Wednesday, November 09, 2016

The technology storm that threatens to blow Trump's promises away

Image via NYTimes.com
President Elect Donald J Trump (which is something I never imagined having to type) faces the Brexit problem. How to deliver on all the Make America Great, on-the-hoof, populist claims he made to secure the votes of a majority.

He has promised. Now he must deliver.

His problem is that he has made promises to the 'forgotten' those manually skilled, rarely college-educated, family and God loving folk who jobs have come under significant pressure from vast global economic forces which, frankly, are beyond his control.

Even if they were, he would be facing up to an even bigger challenge right now,

Consider for a moment some of the biggest technology trends reshaping our world ;

Next Generation Batteries; Most of the batteries you use apply the same principles as were discovered for making electricity hundreds (if not thousands) of years ago. New power sources will make intelligent devices more self sufficient, give commercial and long-distance reality to electric cars and transform how we consume power (with all that entails for the supply chain of fossil fuels).
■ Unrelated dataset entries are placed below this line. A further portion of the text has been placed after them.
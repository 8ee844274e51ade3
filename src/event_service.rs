//! Event provisioning: the thin surface organizers use to create and publish
//! events. Availability mutations stay out of here; they belong to the
//! inventory ledger.

use sqlx::PgPool;
use tracing::info;
use uuid::Uuid;

use crate::error::ServiceError;
use crate::models::{Actor, CreateEventRequest, Event, EventStatus, ListEventsQuery};

pub struct EventService {
    pool: PgPool,
}

impl EventService {
    pub fn new(pool: PgPool) -> Self {
        Self { pool }
    }

    /// Creates a draft event with the full ticket allotment available.
    pub async fn create(
        &self,
        organizer_id: Uuid,
        req: &CreateEventRequest,
    ) -> Result<Event, ServiceError> {
        if req.ends_at <= req.starts_at {
            return Err(ServiceError::InvalidInput {
                field: "ends_at",
                message: "must be after starts_at".to_string(),
            });
        }

        let event = sqlx::query_as::<_, Event>(
            r#"
            INSERT INTO events
                (id, organizer_id, title, location, status, total_tickets,
                 available_tickets, ticket_price, starts_at, ends_at)
            VALUES ($1, $2, $3, $4, 'draft', $5, $5, $6, $7, $8)
            RETURNING *
            "#,
        )
        .bind(Uuid::new_v4())
        .bind(organizer_id)
        .bind(&req.title)
        .bind(&req.location)
        .bind(req.total_tickets)
        .bind(req.ticket_price)
        .bind(req.starts_at)
        .bind(req.ends_at)
        .fetch_one(&self.pool)
        .await?;

        info!("event {} created by organizer {}", event.id, organizer_id);
        Ok(event)
    }

    /// Publishes a draft event, opening it for reservations.
    pub async fn publish(&self, event_id: Uuid, actor: &Actor) -> Result<Event, ServiceError> {
        let mut tx = self.pool.begin().await?;
        let event = sqlx::query_as::<_, Event>("SELECT * FROM events WHERE id = $1 FOR UPDATE")
            .bind(event_id)
            .fetch_optional(&mut *tx)
            .await?
            .ok_or(ServiceError::NotFound { resource: "event" })?;

        if event.organizer_id != actor.user_id && !actor.is_admin {
            return Err(ServiceError::Forbidden {
                action: "publish this event",
            });
        }
        if event.status != EventStatus::Draft {
            return Err(ServiceError::InvalidState(format!(
                "only draft events can be published (status: {})",
                event.status
            )));
        }

        let published = sqlx::query_as::<_, Event>(
            "UPDATE events SET status = 'published', updated_at = now() WHERE id = $1 RETURNING *",
        )
        .bind(event_id)
        .fetch_one(&mut *tx)
        .await?;
        tx.commit().await?;

        info!("event {} published", event_id);
        Ok(published)
    }

    pub async fn get(&self, event_id: Uuid) -> Result<Event, ServiceError> {
        sqlx::query_as::<_, Event>("SELECT * FROM events WHERE id = $1")
            .bind(event_id)
            .fetch_optional(&self.pool)
            .await?
            .ok_or(ServiceError::NotFound { resource: "event" })
    }

    /// Lists published events, soonest first.
    pub async fn list_published(&self, query: &ListEventsQuery) -> Result<Vec<Event>, ServiceError> {
        let page = query.page.unwrap_or(1).max(1);
        let limit = query.limit.unwrap_or(20).clamp(1, 100);
        let offset = (page - 1) * limit;

        let events = sqlx::query_as::<_, Event>(
            r#"
            SELECT * FROM events
            WHERE status = 'published'
            ORDER BY starts_at ASC
            LIMIT $1 OFFSET $2
            "#,
        )
        .bind(i64::from(limit))
        .bind(i64::from(offset))
        .fetch_all(&self.pool)
        .await?;
        Ok(events)
    }
}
They deliver high enough capacity to serve whole factories, or towns. Based on sodium, aluminium or zinc. They avoid the heavy metals and caustic chemicals used in older lead-acid designs, are cheaper, more scalable, and safer than the lithium batteries currently used.
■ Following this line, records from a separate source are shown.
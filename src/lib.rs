//! TicketVault Backend Library
//!
//! This library exports the core modules for the TicketVault backend server.

pub mod app_state;
pub mod complaint_service;
pub mod config;
pub mod error;
pub mod event_service;
pub mod handlers;
pub mod inventory;
pub mod models;
pub mod notifications;
pub mod payment_provider;
pub mod payment_service;
pub mod reservation_service;
pub mod routes;
pub mod user_service;
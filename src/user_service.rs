//! User provisioning. Authentication itself lives upstream; this only keeps
//! the rows the engine needs for ownership checks and notification payloads.

use sqlx::PgPool;
use tracing::info;
use uuid::Uuid;

use crate::error::ServiceError;
use crate::models::{CreateUserRequest, User, UserRole};

pub struct UserService {
    pool: PgPool,
}

impl UserService {
    pub fn new(pool: PgPool) -> Self {
        Self { pool }
    }

    pub async fn create(&self, req: &CreateUserRequest) -> Result<User, ServiceError> {
        let inserted = sqlx::query_as::<_, User>(
            r#"
            INSERT INTO users (id, email, first_name, last_name, role)
            VALUES ($1, $2, $3, $4, $5)
            RETURNING *
            "#,
        )
        .bind(Uuid::new_v4())
        .bind(&req.email)
        .bind(&req.first_name)
        .bind(&req.last_name)
        .bind(req.role.unwrap_or(UserRole::User))
        .fetch_one(&self.pool)
        .await;

        match inserted {
            Ok(user) => {
                info!("user {} created", user.id);
                Ok(user)
            }
            Err(e) if is_email_conflict(&e) => Err(ServiceError::InvalidInput {
                field: "email",
                message: "already registered".to_string(),
            }),
            Err(e) => Err(e.into()),
        }
    }

    pub async fn get(&self, user_id: Uuid) -> Result<User, ServiceError> {
        sqlx::query_as::<_, User>("SELECT * FROM users WHERE id = $1")
            .bind(user_id)
            .fetch_optional(&self.pool)
            .await?
            .ok_or(ServiceError::NotFound { resource: "user" })
    }
}

fn is_email_conflict(err: &sqlx::Error) -> bool {
    match err {
        sqlx::Error::Database(db) => db.constraint() == Some("users_email_key"),
        _ => false,
    }
}
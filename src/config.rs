//! Environment-driven configuration

use std::env;

use anyhow::Context;

const DEFAULT_PORT: u16 = 3001;
const DEFAULT_PROVIDER_URL: &str = "https://api.stripe.com";
const DEFAULT_CURRENCY: &str = "usd";
const DEFAULT_NOTIFICATION_QUEUE_CAPACITY: usize = 256;

#[derive(Clone, Debug)]
pub struct AppConfig {
    pub database_url: String,
    pub port: u16,
    pub provider_base_url: String,
    pub provider_secret_key: String,
    pub currency: String,
    pub webhook_secret: Option<String>,
    pub notification_relay_url: Option<String>,
    pub notification_queue_capacity: usize,
}

impl AppConfig {
    pub fn from_env() -> anyhow::Result<Self> {
        let database_url = env::var("DATABASE_URL").context("DATABASE_URL must be set")?;

        let port = match env::var("PORT") {
            Ok(raw) => raw.parse().context("PORT must be a number")?,
            Err(_) => DEFAULT_PORT,
        };

        let provider_base_url =
            env::var("PAYMENT_PROVIDER_URL").unwrap_or_else(|_| DEFAULT_PROVIDER_URL.to_string());
        let provider_secret_key = env::var("PAYMENT_PROVIDER_SECRET_KEY").unwrap_or_default();
        let currency = env::var("PAYMENT_CURRENCY")
            .unwrap_or_else(|_| DEFAULT_CURRENCY.to_string())
            .to_lowercase();

        let webhook_secret = env::var("WEBHOOK_SECRET")
            .ok()
            .filter(|s| !s.trim().is_empty());
        let notification_relay_url = env::var("NOTIFICATION_RELAY_URL")
            .ok()
            .filter(|s| !s.trim().is_empty());

        let notification_queue_capacity = match env::var("NOTIFICATION_QUEUE_CAPACITY") {
            Ok(raw) => raw
                .parse()
                .context("NOTIFICATION_QUEUE_CAPACITY must be a number")?,
            Err(_) => DEFAULT_NOTIFICATION_QUEUE_CAPACITY,
        };

        Ok(Self {
            database_url,
            port,
            provider_base_url,
            provider_secret_key,
            currency,
            webhook_secret,
            notification_relay_url,
            notification_queue_capacity,
        })
    }
}
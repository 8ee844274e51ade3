//! Data models for the TicketVault backend

use chrono::{DateTime, Utc};
use serde::{Deserialize, Serialize};
use uuid::Uuid;
use validator::Validate;

/// User model
#[derive(Debug, Clone, Serialize, Deserialize, sqlx::FromRow)]
pub struct User {
    pub id: Uuid,
    pub email: String,
    pub first_name: String,
    pub last_name: String,
    pub role: UserRole,
    pub created_at: DateTime<Utc>,
    pub updated_at: DateTime<Utc>,
}

/// User roles
#[derive(Debug, Clone, Copy, PartialEq, Eq, Serialize, Deserialize, sqlx::Type)]
#[sqlx(type_name = "user_role", rename_all = "lowercase")]
#[serde(rename_all = "lowercase")]
pub enum UserRole {
    User,
    Organizer,
    Admin,
}

/// Event model
#[derive(Debug, Clone, Serialize, Deserialize, sqlx::FromRow)]
pub struct Event {
    pub id: Uuid,
    pub organizer_id: Uuid,
    pub title: String,
    pub location: String,
    pub status: EventStatus,
    /// Immutable once the event is created.
    pub total_tickets: i32,
    /// Mutated only through the inventory ledger.
    pub available_tickets: i32,
    /// Ticket price in minor units (cents). Zero means the event is free.
    pub ticket_price: i64,
    pub starts_at: DateTime<Utc>,
    pub ends_at: DateTime<Utc>,
    pub created_at: DateTime<Utc>,
    pub updated_at: DateTime<Utc>,
}

/// Event status
#[derive(Debug, Clone, Copy, PartialEq, Eq, Serialize, Deserialize, sqlx::Type)]
#[sqlx(type_name = "event_status", rename_all = "lowercase")]
#[serde(rename_all = "lowercase")]
pub enum EventStatus {
    Draft,
    Published,
    Cancelled,
    Completed,
}

impl EventStatus {
    pub fn as_str(self) -> &'static str {
        match self {
            Self::Draft => "draft",
            Self::Published => "published",
            Self::Cancelled => "cancelled",
            Self::Completed => "completed",
        }
    }
}

impl std::fmt::Display for EventStatus {
    fn fmt(&self, f: &mut std::fmt::Formatter<'_>) -> std::fmt::Result {
        f.write_str(self.as_str())
    }
}

/// Reservation model
#[derive(Debug, Clone, Serialize, Deserialize, sqlx::FromRow)]
pub struct Reservation {
    pub id: Uuid,
    pub event_id: Uuid,
    pub user_id: Uuid,
    pub ticket_count: i32,
    /// Frozen at creation: ticket_count x the event's price at that moment.
    pub total_amount: i64,
    pub status: ReservationStatus,
    pub reservation_code: String,
    pub created_at: DateTime<Utc>,
    pub updated_at: DateTime<Utc>,
}

/// Reservation status
#[derive(Debug, Clone, Copy, PartialEq, Eq, Serialize, Deserialize, sqlx::Type)]
#[sqlx(type_name = "reservation_status", rename_all = "lowercase")]
#[serde(rename_all = "lowercase")]
pub enum ReservationStatus {
    Pending,
    Paid,
    Cancelled,
    Refunded,
}

impl ReservationStatus {
    /// Cancelled and refunded reservations never transition again.
    pub fn is_terminal(self) -> bool {
        matches!(self, Self::Cancelled | Self::Refunded)
    }

    pub fn as_str(self) -> &'static str {
        match self {
            Self::Pending => "pending",
            Self::Paid => "paid",
            Self::Cancelled => "cancelled",
            Self::Refunded => "refunded",
        }
    }
}

impl std::fmt::Display for ReservationStatus {
    fn fmt(&self, f: &mut std::fmt::Formatter<'_>) -> std::fmt::Result {
        f.write_str(self.as_str())
    }
}

/// Payment model
#[derive(Debug, Clone, Serialize, Deserialize, sqlx::FromRow)]
pub struct Payment {
    pub id: Uuid,
    pub reservation_id: Uuid,
    /// Frozen at creation; only status and paid_at mutate afterwards.
    pub amount: i64,
    pub status: PaymentStatus,
    /// Payment-provider intent id, if an intent was created.
    pub external_ref: Option<String>,
    pub paid_at: Option<DateTime<Utc>>,
    pub created_at: DateTime<Utc>,
    pub updated_at: DateTime<Utc>,
}

/// Payment status
#[derive(Debug, Clone, Copy, PartialEq, Eq, Serialize, Deserialize, sqlx::Type)]
#[sqlx(type_name = "payment_status", rename_all = "lowercase")]
#[serde(rename_all = "lowercase")]
pub enum PaymentStatus {
    Pending,
    Completed,
    Refunded,
    Failed,
}

impl PaymentStatus {
    pub fn as_str(self) -> &'static str {
        match self {
            Self::Pending => "pending",
            Self::Completed => "completed",
            Self::Refunded => "refunded",
            Self::Failed => "failed",
        }
    }
}

impl std::fmt::Display for PaymentStatus {
    fn fmt(&self, f: &mut std::fmt::Formatter<'_>) -> std::fmt::Result {
        f.write_str(self.as_str())
    }
}

/// Complaint model
#[derive(Debug, Clone, Serialize, Deserialize, sqlx::FromRow)]
pub struct Complaint {
    pub id: Uuid,
    pub reservation_id: Uuid,
    pub user_id: Uuid,
    pub reason: String,
    pub description: String,
    pub status: ComplaintStatus,
    pub admin_response: Option<String>,
    /// Monotonic: once true it never goes back to false.
    pub refund_issued: bool,
    pub resolved_at: Option<DateTime<Utc>>,
    pub created_at: DateTime<Utc>,
    pub updated_at: DateTime<Utc>,
}

/// Complaint status
#[derive(Debug, Clone, Copy, PartialEq, Eq, Serialize, Deserialize, sqlx::Type)]
#[sqlx(type_name = "complaint_status", rename_all = "snake_case")]
#[serde(rename_all = "snake_case")]
pub enum ComplaintStatus {
    Submitted,
    InReview,
    Rejected,
    Resolved,
}

impl ComplaintStatus {
    pub fn as_str(self) -> &'static str {
        match self {
            Self::Submitted => "submitted",
            Self::InReview => "in_review",
            Self::Rejected => "rejected",
            Self::Resolved => "resolved",
        }
    }
}

impl std::fmt::Display for ComplaintStatus {
    fn fmt(&self, f: &mut std::fmt::Formatter<'_>) -> std::fmt::Result {
        f.write_str(self.as_str())
    }
}

/// The authenticated caller, as established by the fronting gateway.
#[derive(Debug, Clone, Copy)]
pub struct Actor {
    pub user_id: Uuid,
    pub is_admin: bool,
}

// ===== Request / response payloads =====

#[derive(Debug, Deserialize, Validate)]
pub struct CreateUserRequest {
    #[validate(email)]
    pub email: String,
    #[validate(length(min = 1))]
    pub first_name: String,
    #[validate(length(min = 1))]
    pub last_name: String,
    pub role: Option<UserRole>,
}

#[derive(Debug, Deserialize, Validate)]
pub struct CreateEventRequest {
    #[validate(length(min = 1))]
    pub title: String,
    #[validate(length(min = 1))]
    pub location: String,
    #[validate(range(min = 1))]
    pub total_tickets: i32,
    #[validate(range(min = 0))]
    pub ticket_price: i64,
    pub starts_at: DateTime<Utc>,
    pub ends_at: DateTime<Utc>,
}

#[derive(Debug, Deserialize)]
pub struct ListEventsQuery {
    pub page: Option<i32>,
    pub limit: Option<i32>,
}

#[derive(Debug, Deserialize, Validate)]
pub struct CreateReservationRequest {
    pub event_id: Uuid,
    #[validate(range(min = 1))]
    pub ticket_count: i32,
}

#[derive(Debug, Deserialize, Validate)]
pub struct UpdateReservationRequest {
    #[validate(range(min = 1))]
    pub ticket_count: i32,
}

/// Returned by the payment intent endpoint; the client finishes the payment
/// with the provider using the client secret.
#[derive(Debug, Serialize)]
pub struct CreateIntentResponse {
    pub payment_id: Uuid,
    pub client_secret: String,
    pub amount: i64,
    pub currency: String,
}

#[derive(Debug, Deserialize, Validate)]
pub struct SubmitComplaintRequest {
    pub reservation_id: Uuid,
    #[validate(length(min = 1))]
    pub reason: String,
    pub description: String,
}

#[derive(Debug, Deserialize, Validate)]
pub struct ResolveComplaintRequest {
    #[validate(length(min = 1))]
    pub admin_response: String,
    pub should_refund: bool,
}

#[derive(Debug, Deserialize)]
pub struct UpdateComplaintStatusRequest {
    pub status: ComplaintStatus,
    pub admin_response: Option<String>,
}

#[derive(Debug, Deserialize)]
pub struct ListComplaintsQuery {
    pub status: Option<ComplaintStatus>,
    pub page: Option<i32>,
    pub limit: Option<i32>,
}

/// Webhook event envelope as posted by the payment provider.
#[derive(Debug, Clone, Deserialize)]
pub struct ProviderWebhookEvent {
    #[serde(rename = "type")]
    pub event_type: String,
    pub data: ProviderWebhookData,
}

#[derive(Debug, Clone, Deserialize)]
pub struct ProviderWebhookData {
    pub object: ProviderWebhookObject,
}

#[derive(Debug, Clone, Deserialize)]
pub struct ProviderWebhookObject {
    /// Provider-side payment intent id.
    pub id: String,
}

/// API response wrapper
#[derive(Debug, Serialize, Deserialize)]
pub struct ApiResponse<T> {
    pub success: bool,
    pub data: Option<T>,
    pub error: Option<String>,
}

impl<T> ApiResponse<T> {
    pub fn ok(data: T) -> Self {
        Self {
            success: true,
            data: Some(data),
            error: None,
        }
    }

    pub fn err(message: impl Into<String>) -> Self {
        Self {
            success: false,
            data: None,
            error: Some(message.into()),
        }
    }
}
Critically for the energy workers in the traditional industries Donald is setting out to unforget, the new batteries are much better suited to transmissions from solar or wind power. (Hint, Donald, focus here and you don't have to pollute the planet, either)

Which takes us to Autonomous Vehicles; What are all the truck drivers, taxi drivers, bus drivers, white van drivers, Donald's driver... what are they all going to do?

An Autonomous Vehicle is really just an extension of the Internet of Things. My guess is Google will do a better job of organising the information required to get us all from A to B swiftly and safely than we can individually. Choose surge pricing and perhaps you get their faster. Emergency services would get right of way and ignorant drivers failing to move to one side would no longer be an issue. Accidents down (ambulance and fire and rescue drivers) less need to police the roads (police drivers); less time stuck in traffic. More time doing what you were going somewhere to do. Less stress. What's not to like?

Unless you work as a driver.(Pilots, you should worry, too).

Then we have robotics - ready to do all those manual labour jobs the lowest paid, hardest workers have to do. If you have a house robot why do you need a Mexican maid?

And if the boss has a dozen 24/7 robots to work your warehouse, why does he need you on your forklift?

Apply AI and the threat to humans in jobs spreads quickly into blue collar jobs. Even many parts of white collar roles will be threatened - there are many parts of a lawyers work or a doctors work (such as sifting case law, or looking for patterns in patient treatments and responses) which AI can happily handle - delivering results faster.

Put these parts together and why would you ever need to go to a shop (your IoT devices would tell you when they needed upgrading, identify the best price source, place the order, a robot would make it, AI and autonomous vehicles would handle the logistics and the product would be in your home both produced and delivered as efficiently as possible with real-time processes applying machine learning to both make decisions and continuously improve.

All of that was once done by humans.

Trump's challenge, if he is to make good on his promises, is to ensure those forgotten people feel part of this revolution of the abundant. That requires a rethink of value and a restructing of what schooling is.

If he really wants to Make America Great Again he should start with the greatest skills retraining programme in history and follow up with defining what national education for a world of permanent innovation looks like.